Adani Enterprises announces ₹80,000 crore investment plan for FY25
Adani Enterprises, the principal company of the Gautam Adani-led group, has unveiled plans to invest ₹80,000 crore across its varied businesses in the current fiscal year. The firm's interests span from new energy to airports as well as data centers. Saurabh Shah, Deputy Chief Financial Officer at Adani Enterprises, disclosed this investment strategy during an analyst call.
Major investment allocated to ANIL and airports business
Shah revealed that a significant portion of the investment, approximately ₹50,000 crore, will be directed toward Adani New Industries Ltd (ANIL) and the airports business. ANIL is involved in producing green hydrogen and manufacturing solar modules that convert sunlight into electricity. The remaining capital expenditure will be distributed among other sectors within the company's diverse portfolio.
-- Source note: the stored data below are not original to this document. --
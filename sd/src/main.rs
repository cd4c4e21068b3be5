//! Smoothd - Rate Smoothing Dispatcher
//!
//! CLI entry point for the intake server and backlog maintenance.

use std::fs;
use std::io::{BufRead, BufReader};
use std::sync::Arc;

use clap::Parser;
use colored::Colorize;
use eyre::{Context, Result};
use serde_json::json;
use tokio::net::TcpListener;
use tracing::{debug, info, warn};

use smoothd::cli::{Cli, Command, get_log_path};
use smoothd::config::Config;
use smoothd::dispatch::{DelayQueue, DiscardQueue};
use smoothd::downstream::{EmailClient, HttpDownstream, JobRouter};
use smoothd::scheduler::{Clock, JobKind, ManualClock, Scheduler};
use smoothd::server::{self, AppState};
use smoothd::store::{MemoryStateStore, open_store};
use smoothd::worker::{RetryPolicy, WorkerPool};

fn setup_logging(cli_log_level: Option<&str>, config_log_level: Option<&str>) -> Result<()> {
    let log_path = get_log_path();
    if let Some(log_dir) = log_path.parent() {
        fs::create_dir_all(log_dir).context("Failed to create log directory")?;
    }

    // Priority: CLI --log-level > config file > INFO
    let level = match cli_log_level.or(config_log_level) {
        Some(s) => match s.to_uppercase().as_str() {
            "TRACE" => tracing::Level::TRACE,
            "DEBUG" => tracing::Level::DEBUG,
            "INFO" => tracing::Level::INFO,
            "WARN" | "WARNING" => tracing::Level::WARN,
            "ERROR" => tracing::Level::ERROR,
            _ => {
                eprintln!("Warning: Unknown log-level '{}', defaulting to INFO", s);
                tracing::Level::INFO
            }
        },
        None => tracing::Level::INFO,
    };

    let log_file = fs::OpenOptions::new()
        .create(true)
        .append(true)
        .open(&log_path)
        .context("Failed to open log file")?;

    tracing_subscriber::fmt()
        .with_writer(log_file)
        .with_ansi(false)
        .with_env_filter(tracing_subscriber::EnvFilter::from_default_env().add_directive(level.into()))
        .init();

    info!("Logging initialized (level: {:?})", level);
    Ok(())
}

#[tokio::main]
async fn main() -> Result<()> {
    let cli = Cli::parse();

    // Load log level from config file early (before full config load)
    let config_log_level = Config::load_log_level(cli.config.as_ref());
    setup_logging(cli.log_level.as_deref(), config_log_level.as_deref()).context("Failed to setup logging")?;

    let config = Config::load(cli.config.as_ref()).context("Failed to load configuration")?;
    config.validate().context("Invalid configuration")?;

    debug!(command = ?cli.command, "main: dispatching command");
    match cli.command {
        None => cmd_serve(config, None).await,
        Some(Command::Serve { bind }) => cmd_serve(config, bind).await,
        Some(Command::State) => cmd_state(&config).await,
        Some(Command::Reset) => cmd_reset(&config).await,
        Some(Command::Preview) => cmd_preview(&config).await,
        Some(Command::Simulate {
            count,
            interval_ms,
            drain,
        }) => cmd_simulate(&config, count, interval_ms, drain).await,
        Some(Command::Logs { follow, lines }) => cmd_logs(follow, lines),
    }
}

/// Run the intake server with its delay queue and worker pool
async fn cmd_serve(mut config: Config, bind: Option<String>) -> Result<()> {
    debug!(?bind, "cmd_serve: called");
    if let Some(bind) = bind {
        config.server.bind = bind;
    }
    let addr = config.server.socket_addr()?;

    let store = open_store(&config.store).context("Failed to open state store")?;
    let (queue, released) = DelayQueue::spawn(config.dispatch.queue_capacity);

    let default_credential = config.dispatch.default_credential();
    if default_credential.is_none() {
        warn!(
            env = %config.dispatch.default_credential_env,
            "No default credential set, requests must carry their own"
        );
    }
    let scheduler = Arc::new(
        Scheduler::new(config.scheduler.clone(), store, Arc::new(queue.clone()))?
            .with_default_credential(default_credential),
    );

    let mut routes = JobRouter::new().with_email(Arc::new(EmailClient::from_config(&config.email)?));
    match HttpDownstream::from_config(&config.dispatch)? {
        Some(http) => {
            info!(endpoint = %http.endpoint(), "HTTP dispatch enabled");
            routes = routes.with_http(Arc::new(http));
        }
        None => warn!("No dispatch.endpoint configured, POST /requests is disabled"),
    }

    let email_api_key = config.email.api_key();
    if email_api_key.is_none() {
        warn!(env = %config.email.api_key_env, "No email API key set, POST /trigger-email is disabled");
    }

    let pool = WorkerPool::new(scheduler.clone(), Arc::new(routes.clone()), config.dispatch.max_concurrent)
        .with_retry(RetryPolicy::from_config(&config.dispatch))
        .spawn(released);

    let listener = TcpListener::bind(addr)
        .await
        .context(format!("Failed to bind {}", addr))?;
    println!(
        "{} smoothd listening on {} ({} req/s, queue {})",
        "✓".green(),
        addr.to_string().cyan(),
        config.scheduler.target_rate,
        config.scheduler.queue_name
    );

    let state = AppState {
        scheduler: scheduler.clone(),
        routes,
        email_api_key,
    };
    server::serve(listener, state, shutdown_signal())
        .await
        .context("Server error")?;

    println!("Draining queued requests...");
    queue.close();
    pool.await.context("Worker pool failed")?;

    let stats = scheduler.stats().await;
    info!(?stats, "Stopped");
    println!(
        "{} Stopped ({} scheduled, {} completed)",
        "✓".green(),
        stats.total_scheduled,
        stats.total_completed
    );
    Ok(())
}

async fn shutdown_signal() {
    if let Err(e) = tokio::signal::ctrl_c().await {
        warn!(error = %e, "Failed to listen for Ctrl-C");
        std::future::pending::<()>().await;
    }
    info!("Shutdown signal received");
}

/// Scheduler over the configured store that never dispatches
fn offline_scheduler(config: &Config) -> Result<Scheduler> {
    let store = open_store(&config.store).context("Failed to open state store")?;
    Ok(Scheduler::new(config.scheduler.clone(), store, Arc::new(DiscardQueue))?)
}

/// Show the shared backlog record
async fn cmd_state(config: &Config) -> Result<()> {
    debug!("cmd_state: called");
    let scheduler = offline_scheduler(config)?;
    let state = scheduler.queue_state().await?;
    let next_delay = scheduler.preview_delay().await?;

    let last = chrono::DateTime::from_timestamp_millis(state.last_scheduled_time as i64)
        .map(|t| t.to_rfc3339())
        .unwrap_or_else(|| "-".to_string());

    println!("{}", "Backlog".bold());
    println!("  Queue:            {}", config.scheduler.queue_name);
    println!("  Key:              {}", config.scheduler.state_key);
    println!("  Pending requests: {}", state.pending_requests.to_string().yellow());
    println!("  Last scheduled:   {}", last);
    println!("  Next delay:       {} ms", next_delay);
    Ok(())
}

/// Clear the backlog
async fn cmd_reset(config: &Config) -> Result<()> {
    debug!("cmd_reset: called");
    let scheduler = offline_scheduler(config)?;
    let before = scheduler.queue_state().await?;
    scheduler.reset().await?;
    println!(
        "{} Backlog reset ({} pending cleared)",
        "✓".green(),
        before.pending_requests
    );
    Ok(())
}

/// Show the delay a request arriving now would get
async fn cmd_preview(config: &Config) -> Result<()> {
    debug!("cmd_preview: called");
    let scheduler = offline_scheduler(config)?;
    let delay = scheduler.preview_delay().await?;
    println!("A request arriving now would wait {} ms", delay.to_string().cyan());
    Ok(())
}

/// Print the delay plan for a synthetic burst
async fn cmd_simulate(config: &Config, count: u32, interval_ms: u64, drain: bool) -> Result<()> {
    debug!(count, interval_ms, drain, "cmd_simulate: called");
    let clock = Arc::new(ManualClock::new(0));
    let scheduler = Scheduler::new(
        config.scheduler.clone(),
        Arc::new(MemoryStateStore::new()),
        Arc::new(DiscardQueue),
    )?
    .with_clock(clock.clone())
    .with_default_credential(Some("simulated".to_string()));

    println!(
        "{:>5}  {:>10}  {:>10}  {:>12}  {:>8}",
        "#".bold(),
        "arrival".bold(),
        "delay".bold(),
        "dispatch".bold(),
        "pending".bold()
    );

    let mut outstanding: Vec<(u64, String)> = Vec::new();
    let mut last_dispatch = 0;
    for i in 0..count {
        let now = clock.now_ms();
        if drain {
            let (due, waiting): (Vec<_>, Vec<_>) = outstanding.into_iter().partition(|(at, _)| *at <= now);
            outstanding = waiting;
            for (_, id) in due {
                scheduler.on_completed(&id).await?;
            }
        }

        let request = scheduler.schedule(JobKind::Http, json!({ "n": i }), None).await?;
        let dispatch_at = request.scheduled_at + request.delay;
        last_dispatch = last_dispatch.max(dispatch_at);
        let pending = scheduler.queue_state().await?.pending_requests;

        let delay = format!("{} ms", request.delay);
        let delay = if request.delay > 0 { delay.yellow() } else { delay.normal() };
        println!(
            "{:>5}  {:>7} ms  {:>10}  {:>9} ms  {:>8}",
            i + 1,
            now,
            delay,
            dispatch_at,
            pending
        );

        outstanding.push((dispatch_at, request.id));
        clock.advance(interval_ms);
    }

    let stats = scheduler.stats().await;
    println!();
    println!(
        "{} requests, {} throttled, max delay {} ms, last dispatch at {} ms",
        stats.total_scheduled, stats.total_throttled, stats.max_delay_ms, last_dispatch
    );
    Ok(())
}

/// Show server logs
fn cmd_logs(follow: bool, lines: usize) -> Result<()> {
    debug!(follow, lines, "cmd_logs: called");
    let log_path = get_log_path();

    if !log_path.exists() {
        println!("No log file found at: {}", log_path.display());
        return Ok(());
    }

    if follow {
        println!("Following log file: {} (Ctrl+C to stop)", log_path.display());
        println!();

        let mut child = std::process::Command::new("tail")
            .args(["-f", "-n", &lines.to_string()])
            .arg(&log_path)
            .spawn()
            .context("Failed to run tail -f")?;

        child.wait()?;
    } else {
        let file = fs::File::open(&log_path).context("Failed to open log file")?;
        let reader = BufReader::new(file);
        let all_lines: Vec<String> = reader.lines().map_while(Result::ok).collect();

        let start = all_lines.len().saturating_sub(lines);
        for line in &all_lines[start..] {
            println!("{}", line);
        }
    }

    Ok(())
}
Investment breakdown for roads, PVC project, and data center
Shah further detailed the investment breakdown, stating that the roads sector will receive a capital expenditure of ₹12,000 crore, due to the Ganga Expressway project. The PVC project is set to receive a capex of about ₹10,000 crore. Additionally, the data center will be allocated approximately ₹5,000 crore from the total investment fund for FY25.
Adani's future plans for green hydrogen business
Shah also discussed the company's future plans for FY26, stating that "the other capex would be for the initial requirements that we have to meet for our green hydrogen business." Adani Group has already started commercial production of wafer and ingots, essential components in making solar cells and modules, at its factory in Gujarat. The group aims to become India's first integrated renewable energy player by producing polysilicon by 2027-28.